Start of Information given

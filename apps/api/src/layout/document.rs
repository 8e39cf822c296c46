//! The line sequence a report is laid out from.

/// Heading inserted ahead of the ungraded code analysis.
pub const CODE_ANALYSIS_HEADING: &str = "Detailed Code Analysis (Ungraded)";

/// Ordered raw text lines. Immutable once built.
#[derive(Debug, Clone, PartialEq, Eq)]
pub struct Document {
    lines: Vec<String>,
}

impl Document {
    /// Splits `text` on line terminators (`\n` or `\r\n`).
    pub fn from_text(text: &str) -> Self {
        Self {
            lines: text.lines().map(str::to_string).collect(),
        }
    }

    /// Feedback followed, when present, by the code analysis under its own heading.
    pub fn for_report(feedback: &str, code_analysis: Option<&str>) -> Self {
        match code_analysis.map(str::trim).filter(|a| !a.is_empty()) {
            Some(analysis) => Self::from_text(&format!(
                "{feedback}\n\n{CODE_ANALYSIS_HEADING}\n{analysis}"
            )),
            None => Self::from_text(feedback),
        }
    }

    pub fn lines(&self) -> &[String] {
        &self.lines
    }
}

#[cfg(test)]
mod tests {
    use super::*;

    #[test]
    fn test_from_text_splits_crlf_and_lf() {
        let doc = Document::from_text("a\r\nb\nc");
        assert_eq!(doc.lines(), ["a", "b", "c"]);
    }

    #[test]
    fn test_for_report_without_analysis_is_feedback_only() {
        let doc = Document::for_report("OVERALL_GRADE: 8\n1. Correctness", None);
        assert_eq!(doc.lines().len(), 2);
        let blank = Document::for_report("x", Some("   "));
        assert_eq!(blank.lines(), ["x"]);
    }

    #[test]
    fn test_for_report_appends_analysis_heading() {
        let doc = Document::for_report("feedback", Some("Structure: fine"));
        assert_eq!(
            doc.lines(),
            ["feedback", "", CODE_ANALYSIS_HEADING, "Structure: fine"]
        );
    }
}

End of Information given

Task requirements
Your answer should consist of copies of the lines above that include the string "None".

Result for this task
            None => Self::from_text(feedback),
        let doc = Document::for_report("OVERALL_GRADE: 8\n1. Correctness", None);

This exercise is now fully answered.